SUPPLIED MATERIAL:

────

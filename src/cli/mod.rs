mod status;

pub use status::describe;

use crate::{
    backend::DownloadBackend,
    download::{
        ControllerOptions, DownloadController, DownloadState, ErrorDetail, ErrorKind,
        JobSnapshot, StartOutcome,
    },
    video,
};
use anyhow::{Context, Result};
use std::sync::Arc;
use tokio::sync::watch;
use tracing::{debug, info, warn};

pub fn extract(url: &str) -> Result<String> {
    let video_id = video::extract(url)?;
    Ok(video_id.to_string())
}

/// Preview descriptor as pretty JSON, `null` when the URL has no usable id.
pub fn preview(url: &str) -> Result<String> {
    let video_id = video::extract(url).ok();
    let descriptor = video::preview::resolve(video_id.as_ref());
    serde_json::to_string_pretty(&descriptor).context("Failed to serialize preview")
}

/// Only network failures are worth another attempt; anything else will fail the same way.
fn is_retryable(error: &ErrorDetail) -> bool {
    error.kind == ErrorKind::Network
}

/// Runs a download to completion, printing every state change. Failed network requests are
/// started again up to `retries` times.
pub async fn download(
    backend: Arc<dyn DownloadBackend>,
    options: ControllerOptions,
    url: &str,
    musicbrainz_id: Option<&str>,
    retries: u32,
) -> Result<JobSnapshot> {
    let controller = DownloadController::spawn(backend, options);
    let mut updates = controller.subscribe();

    controller.set_url(url)?;
    if let Some(tag) = musicbrainz_id {
        controller.set_metadata(tag)?;
    }

    let mut retries_left = retries;
    let mut last_state = None;
    loop {
        match controller.start().await? {
            StartOutcome::Started => {
                debug!(attempt = controller.snapshot().attempts, "Download request sent");
            }
            StartOutcome::AlreadyRunning => warn!("A download is already running, waiting for it"),
        }

        let snapshot = wait_until_settled(&mut updates, &mut last_state).await?;
        let retry = retries_left > 0 && snapshot.error.as_ref().is_some_and(is_retryable);
        if !retry {
            return Ok(snapshot);
        }

        retries_left -= 1;
        if let Some(error) = &snapshot.error {
            info!(retries_left, "Retrying download after: {}", error);
        }
        controller.reset()?;
    }
}

async fn wait_until_settled(
    updates: &mut watch::Receiver<JobSnapshot>,
    last_state: &mut Option<DownloadState>,
) -> Result<JobSnapshot> {
    loop {
        let snapshot = updates.borrow_and_update().clone();
        if *last_state != Some(snapshot.state) {
            println!("{}", describe(&snapshot));
            *last_state = Some(snapshot.state);
        }

        if matches!(
            snapshot.state,
            DownloadState::Finished | DownloadState::Error
        ) {
            info!(state = %snapshot.state, attempts = snapshot.attempts, "Download settled");
            return Ok(snapshot);
        }

        updates
            .changed()
            .await
            .context("Download controller stopped unexpectedly")?;
    }
}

────

PROBLEM DESCRIPTION: From the first line to the last, reproduce the data exactly.

RESPONSE TO THE TASK:
filename src/cli/mod.rs
mod status;

pub use status::describe;

use crate::{
    backend::DownloadBackend,
    download::{
        ControllerOptions, DownloadController, DownloadState, ErrorDetail, ErrorKind,
        JobSnapshot, StartOutcome,
    },
    video,
};
use anyhow::{Context, Result};
use std::sync::Arc;
use tokio::sync::watch;
use tracing::{debug, info, warn};

pub fn extract(url: &str) -> Result<String> {
    let video_id = video::extract(url)?;
    Ok(video_id.to_string())
}

/// Preview descriptor as pretty JSON, `null` when the URL has no usable id.
pub fn preview(url: &str) -> Result<String> {
    let video_id = video::extract(url).ok();
    let descriptor = video::preview::resolve(video_id.as_ref());
    serde_json::to_string_pretty(&descriptor).context("Failed to serialize preview")
}

/// Only network failures are worth another attempt; anything else will fail the same way.
fn is_retryable(error: &ErrorDetail) -> bool {
    error.kind == ErrorKind::Network
}

/// Runs a download to completion, printing every state change. Failed network requests are
/// started again up to `retries` times.
pub async fn download(
    backend: Arc<dyn DownloadBackend>,
    options: ControllerOptions,
    url: &str,
    musicbrainz_id: Option<&str>,
    retries: u32,
) -> Result<JobSnapshot> {
    let controller = DownloadController::spawn(backend, options);
    let mut updates = controller.subscribe();

    controller.set_url(url)?;
    if let Some(tag) = musicbrainz_id {
        controller.set_metadata(tag)?;
    }

    let mut retries_left = retries;
    let mut last_state = None;
    loop {
        match controller.start().await? {
            StartOutcome::Started => {
                debug!(attempt = controller.snapshot().attempts, "Download request sent");
            }
            StartOutcome::AlreadyRunning => warn!("A download is already running, waiting for it"),
        }

        let snapshot = wait_until_settled(&mut updates, &mut last_state).await?;
        let retry = retries_left > 0 && snapshot.error.as_ref().is_some_and(is_retryable);
        if !retry {
            return Ok(snapshot);
        }

        retries_left -= 1;
        if let Some(error) = &snapshot.error {
            info!(retries_left, "Retrying download after: {}", error);
        }
        controller.reset()?;
    }
}

async fn wait_until_settled(
    updates: &mut watch::Receiver<JobSnapshot>,
    last_state: &mut Option<DownloadState>,
) -> Result<JobSnapshot> {
    loop {
        let snapshot = updates.borrow_and_update().clone();
        if *last_state != Some(snapshot.state) {
            println!("{}", describe(&snapshot));
            *last_state = Some(snapshot.state);
        }

        if matches!(
            snapshot.state,
            DownloadState::Finished | DownloadState::Error
        ) {
            info!(state = %snapshot.state, attempts = snapshot.attempts, "Download settled");
            return Ok(snapshot);
        }

        updates
            .changed()
            .await
            .context("Download controller stopped unexpectedly")?;
    }
}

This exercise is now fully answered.